Definitely saved me money, I'm not unhappy.

The question is though:

Is the system smart enough to all work together to prevent, say, short gaps in heating?

I'm not so worried about short cycling - the boiler has its own built-in cut out for that, it's more that if say, the living room is nearly at temperature and is going to stop heating, but the upstairs bedroom thermostat is about to drop below its' threshold soon, does the tado system start the upstairs heat sooner so as to make use of the existing hot water in the system rather than needing to wait and reheat water in the system again in 15 mins time?

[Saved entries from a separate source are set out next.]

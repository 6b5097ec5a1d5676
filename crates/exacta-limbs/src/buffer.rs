//! Resizable little-endian limb buffers.
//!
//! All operations here are magnitude operations: operands are non-negative
//! and the canonical form has no trailing zero limbs (zero is the empty
//! buffer). Callers that need signs layer them on top.

use std::cmp::Ordering;

/// Number of decimal digits that always fit in one limb.
const CHUNK_DIGITS: usize = 19;

/// `10^19`, the largest power of ten representable in a `u64`.
const CHUNK_BASE: u64 = 10_000_000_000_000_000_000;

/// The magnitude of a big integer: little-endian 64-bit limbs, canonical
/// (no trailing zero limbs; zero is empty).
#[derive(Clone, PartialEq, Eq, Hash, Default)]
pub struct LimbBuffer(Vec<u64>);

impl LimbBuffer {
    /// Creates the zero magnitude.
    #[must_use]
    pub const fn new() -> Self {
        Self(Vec::new())
    }

    /// Creates a magnitude from a single limb.
    #[must_use]
    pub fn from_limb(limb: u64) -> Self {
        if limb == 0 {
            Self::new()
        } else {
            Self(vec![limb])
        }
    }

    /// Creates a magnitude from little-endian limbs, trimming trailing
    /// zero limbs into canonical form.
    #[must_use]
    pub fn from_limbs(mut limbs: Vec<u64>) -> Self {
        while limbs.last() == Some(&0) {
            limbs.pop();
        }
        Self(limbs)
    }

    /// Returns true if this magnitude is zero.
    #[must_use]
    pub fn is_zero(&self) -> bool {
        self.0.is_empty()
    }

    /// Returns the number of limbs.
    #[must_use]
    pub fn len(&self) -> usize {
        self.0.len()
    }

    /// Returns true if there are no limbs (the value is zero).
    #[must_use]
    pub fn is_empty(&self) -> bool {
        self.0.is_empty()
    }

    /// Returns the little-endian limb slice.
    #[must_use]
    pub fn limbs(&self) -> &[u64] {
        &self.0
    }

    /// Returns the number of significant bits.
    #[must_use]
    pub fn bit_len(&self) -> usize {
        match self.0.last() {
            None => 0,
            Some(top) => self.0.len() * 64 - top.leading_zeros() as usize,
        }
    }

    /// Tests bit `i` (bit 0 is the least significant).
    #[must_use]
    pub fn bit(&self, i: usize) -> bool {
        match self.0.get(i / 64) {
            Some(limb) => (limb >> (i % 64)) & 1 == 1,
            None => false,
        }
    }

    /// Compares two magnitudes: longer wins, then lexicographic from the
    /// most significant limb.
    #[must_use]
    pub fn cmp_mag(&self, other: &Self) -> Ordering {
        match self.0.len().cmp(&other.0.len()) {
            Ordering::Equal => self.0.iter().rev().cmp(other.0.iter().rev()),
            ord => ord,
        }
    }

    /// Adds two magnitudes with carry propagation.
    #[must_use]
    pub fn add(&self, other: &Self) -> Self {
        let (long, short) = if self.0.len() >= other.0.len() {
            (&self.0, &other.0)
        } else {
            (&other.0, &self.0)
        };
        let mut out = Vec::with_capacity(long.len() + 1);
        let mut carry = 0u64;
        for (i, &a) in long.iter().enumerate() {
            let b = short.get(i).copied().unwrap_or(0);
            let sum = u128::from(a) + u128::from(b) + u128::from(carry);
            out.push(sum as u64);
            carry = (sum >> 64) as u64;
        }
        if carry != 0 {
            out.push(carry);
        }
        Self(out)
    }

    /// Subtracts `other` from `self` with borrow propagation.
    ///
    /// # Panics
    ///
    /// Panics in debug builds if `other > self`.
    #[must_use]
    pub fn sub(&self, other: &Self) -> Self {
        debug_assert!(
            self.cmp_mag(other) != Ordering::Less,
            "magnitude subtraction requires minuend >= subtrahend"
        );
        let mut out = Vec::with_capacity(self.0.len());
        let mut borrow = false;
        for (i, &a) in self.0.iter().enumerate() {
            let b = other.0.get(i).copied().unwrap_or(0);
            let (diff, b1) = a.overflowing_sub(b);
            let (diff, b2) = diff.overflowing_sub(u64::from(borrow));
            out.push(diff);
            borrow = b1 || b2;
        }
        Self::from_limbs(out)
    }

    /// Schoolbook multiplication with `u128` multiply-accumulate.
    #[must_use]
    pub fn mul(&self, other: &Self) -> Self {
        if self.is_zero() || other.is_zero() {
            return Self::new();
        }
        let mut out = vec![0u64; self.0.len() + other.0.len()];
        for (i, &a) in self.0.iter().enumerate() {
            if a == 0 {
                continue;
            }
            let mut carry = 0u64;
            for (j, &b) in other.0.iter().enumerate() {
                let t = u128::from(a) * u128::from(b)
                    + u128::from(out[i + j])
                    + u128::from(carry);
                out[i + j] = t as u64;
                carry = (t >> 64) as u64;
            }
            out[i + other.0.len()] = carry;
        }
        Self::from_limbs(out)
    }

    /// Divides by a single limb, returning quotient and remainder.
    ///
    /// # Panics
    ///
    /// Panics if `divisor` is zero.
    #[must_use]
    pub fn div_rem_limb(&self, divisor: u64) -> (Self, u64) {
        assert!(divisor != 0, "division by zero limb");
        let mut quotient = vec![0u64; self.0.len()];
        let mut rem = 0u128;
        for i in (0..self.0.len()).rev() {
            let cur = (rem << 64) | u128::from(self.0[i]);
            quotient[i] = (cur / u128::from(divisor)) as u64;
            rem = cur % u128::from(divisor);
        }
        (Self::from_limbs(quotient), rem as u64)
    }

    /// Long division, returning `(quotient, remainder)`.
    ///
    /// Single-limb divisors take a fast path with a running `u128`
    /// remainder; multi-limb divisors use Knuth's algorithm D.
    ///
    /// # Panics
    ///
    /// Panics if `divisor` is zero.
    #[must_use]
    pub fn div_rem(&self, divisor: &Self) -> (Self, Self) {
        assert!(!divisor.is_zero(), "division by zero magnitude");
        if self.cmp_mag(divisor) == Ordering::Less {
            return (Self::new(), self.clone());
        }
        if divisor.0.len() == 1 {
            let (q, r) = self.div_rem_limb(divisor.0[0]);
            return (q, Self::from_limb(r));
        }
        self.div_rem_knuth(divisor)
    }

    /// Knuth algorithm D (TAOCP vol. 2, 4.3.1). Requires a multi-limb
    /// divisor no larger than the dividend.
    fn div_rem_knuth(&self, divisor: &Self) -> (Self, Self) {
        // Normalize so the divisor's top limb has its high bit set; the
        // quotient digit estimate is then off by at most two.
        let shift = divisor.0.last().map_or(0, |top| top.leading_zeros()) as usize;
        let v = divisor.shl_bits(shift).0;
        let mut u = self.shl_bits(shift).0;
        let n = v.len();
        let m = u.len() - n;
        u.push(0);

        let v_top = v[n - 1];
        let v_next = v[n - 2];
        let mut q = vec![0u64; m + 1];

        for j in (0..=m).rev() {
            // Estimate the quotient digit from the top three dividend limbs
            // against the top two divisor limbs.
            let head = (u128::from(u[j + n]) << 64) | u128::from(u[j + n - 1]);
            let mut q_hat = head / u128::from(v_top);
            let mut r_hat = head % u128::from(v_top);
            while q_hat > u128::from(u64::MAX)
                || q_hat * u128::from(v_next)
                    > (r_hat << 64) | u128::from(u[j + n - 2])
            {
                q_hat -= 1;
                r_hat += u128::from(v_top);
                if r_hat > u128::from(u64::MAX) {
                    break;
                }
            }
            let mut q_hat = q_hat as u64;

            // Multiply-subtract q_hat * v from u[j .. j + n + 1].
            let mut mul_carry = 0u64;
            let mut borrow = false;
            for i in 0..n {
                let p = u128::from(q_hat) * u128::from(v[i]) + u128::from(mul_carry);
                mul_carry = (p >> 64) as u64;
                let (d, b1) = u[j + i].overflowing_sub(p as u64);
                let (d, b2) = d.overflowing_sub(u64::from(borrow));
                u[j + i] = d;
                borrow = b1 || b2;
            }
            let (d, b1) = u[j + n].overflowing_sub(mul_carry);
            let (d, b2) = d.overflowing_sub(u64::from(borrow));
            u[j + n] = d;

            if b1 || b2 {
                // The estimate was one too large (rare); add the divisor
                // back and decrement the digit.
                q_hat -= 1;
                let mut carry = false;
                for i in 0..n {
                    let (s, c1) = u[j + i].overflowing_add(v[i]);
                    let (s, c2) = s.overflowing_add(u64::from(carry));
                    u[j + i] = s;
                    carry = c1 || c2;
                }
                u[j + n] = u[j + n].wrapping_add(u64::from(carry));
            }
            q[j] = q_hat;
        }

        u.truncate(n);
        let remainder = Self::from_limbs(u).shr_bits(shift);
        (Self::from_limbs(q), remainder)
    }

    /// Shifts left by an arbitrary bit count.
    #[must_use]
    pub fn shl_bits(&self, bits: usize) -> Self {
        if self.is_zero() || bits == 0 {
            return self.clone();
        }
        let limb_shift = bits / 64;
        let bit_shift = bits % 64;
        let mut out = vec![0u64; self.0.len() + limb_shift + 1];
        for (i, &limb) in self.0.iter().enumerate() {
            out[i + limb_shift] |= limb << bit_shift;
            if bit_shift > 0 {
                out[i + limb_shift + 1] |= limb >> (64 - bit_shift);
            }
        }
        Self::from_limbs(out)
    }

    /// Shifts right by an arbitrary bit count, discarding shifted-out bits.
    #[must_use]
    pub fn shr_bits(&self, bits: usize) -> Self {
        if self.is_zero() || bits == 0 {
            return self.clone();
        }
        let limb_shift = bits / 64;
        let bit_shift = bits % 64;
        if limb_shift >= self.0.len() {
            return Self::new();
        }
        let mut out = vec![0u64; self.0.len() - limb_shift];
        for i in 0..out.len() {
            let lo = self.0[i + limb_shift] >> bit_shift;
            let hi = if bit_shift > 0 && i + limb_shift + 1 < self.0.len() {
                self.0[i + limb_shift + 1] << (64 - bit_shift)
            } else {
                0
            };
            out[i] = lo | hi;
        }
        Self::from_limbs(out)
    }

    /// In-place `self = self * multiplier + addend`.
    fn mul_add_limb(&mut self, multiplier: u64, addend: u64) {
        let mut carry = u128::from(addend);
        for limb in &mut self.0 {
            let t = u128::from(*limb) * u128::from(multiplier) + carry;
            *limb = t as u64;
            carry = t >> 64;
        }
        if carry != 0 {
            self.0.push(carry as u64);
        }
    }

    /// Parses an unsigned decimal digit string.
    ///
    /// Accepts one or more ASCII digits and nothing else. Digits are folded
    /// in 19-digit chunks, each fitting a single limb.
    #[must_use]
    pub fn from_decimal(digits: &str) -> Option<Self> {
        if digits.is_empty() || !digits.bytes().all(|b| b.is_ascii_digit()) {
            return None;
        }
        let mut out = Self::new();
        let bytes = digits.as_bytes();
        let mut pos = 0;
        let head = bytes.len() % CHUNK_DIGITS;
        if head > 0 {
            let chunk = parse_chunk(&bytes[..head]);
            out.mul_add_limb(10u64.pow(head as u32), chunk);
            pos = head;
        }
        while pos < bytes.len() {
            let chunk = parse_chunk(&bytes[pos..pos + CHUNK_DIGITS]);
            out.mul_add_limb(CHUNK_BASE, chunk);
            pos += CHUNK_DIGITS;
        }
        Some(out)
    }

    /// Emits the canonical decimal form: minimal digits, `"0"` for zero.
    #[must_use]
    pub fn to_decimal(&self) -> String {
        if self.is_zero() {
            return "0".to_string();
        }
        let mut chunks = Vec::new();
        let mut rest = self.clone();
        while !rest.is_zero() {
            let (q, r) = rest.div_rem_limb(CHUNK_BASE);
            chunks.push(r);
            rest = q;
        }
        let mut out = String::with_capacity(chunks.len() * CHUNK_DIGITS);
        let mut iter = chunks.iter().rev();
        if let Some(top) = iter.next() {
            out.push_str(&top.to_string());
        }
        for chunk in iter {
            out.push_str(&format!("{chunk:019}"));
        }
        out
    }
}

impl std::fmt::Debug for LimbBuffer {
    fn fmt(&self, f: &mut std::fmt::Formatter<'_>) -> std::fmt::Result {
        write!(f, "LimbBuffer({})", self.to_decimal())
    }
}

/// Parses a run of ASCII digits already validated by the caller.
fn parse_chunk(bytes: &[u8]) -> u64 {
    bytes
        .iter()
        .fold(0u64, |acc, &b| acc * 10 + u64::from(b - b'0'))
}


#[cfg(test)]
mod proptests {
    use proptest::prelude::*;

    use super::LimbBuffer;

    fn buf(n: u128) -> LimbBuffer {
        LimbBuffer::from_limbs(vec![n as u64, (n >> 64) as u64])
    }

    proptest! {
        #[test]
        fn add_matches_u128(a in any::<u64>(), b in any::<u64>()) {
            let sum = buf(u128::from(a)).add(&buf(u128::from(b)));
            prop_assert_eq!(sum, buf(u128::from(a) + u128::from(b)));
        }

        #[test]
        fn mul_matches_u128(a in any::<u64>(), b in any::<u64>()) {
            let prod = buf(u128::from(a)).mul(&buf(u128::from(b)));
            prop_assert_eq!(prod, buf(u128::from(a) * u128::from(b)));
        }

        #[test]
        fn div_rem_reconstructs(a in any::<u128>(), b in 1u128..) {
            let (q, r) = buf(a).div_rem(&buf(b));
            prop_assert!(r.cmp_mag(&buf(b)) == std::cmp::Ordering::Less);
            prop_assert_eq!(q.mul(&buf(b)).add(&r), buf(a));
        }

        #[test]
        fn decimal_roundtrip(a in any::<u128>()) {
            let s = a.to_string();
            let parsed = LimbBuffer::from_decimal(&s).unwrap();
            prop_assert_eq!(parsed.to_decimal(), s);
        }

        #[test]
        fn shift_roundtrip(a in any::<u64>(), bits in 0usize..200) {
            let v = LimbBuffer::from_limb(a);
            prop_assert_eq!(v.shl_bits(bits).shr_bits(bits), v);
        }
    }
}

Assuming it isn't quite that smart yet, has anyone got any tips for how to set up scheduling or zones or something to reduce how often it happens when you have multiple radiators all with their own schedule/heat settings and heating/cooling different rooms at different rates?

All I can think of to do is to maybe zone off the common areas (kitchen, living room, hall) since they often have doors open between them anyway, and set the coldest spot sensor in that area (the hall) as the "master" for the zone, just set to a few degrees cooler than I'd want the other rooms to be.

I haven't done it yet because I'm lazy and don't want to do all that, see how it goes and have to do all the set up involved in rolling back, and I think, if I've understood the support articles properly, that if I did do that I wouldn't be able to use each radiator valve independently at all without affecting what the other radiators in that area were doing, right?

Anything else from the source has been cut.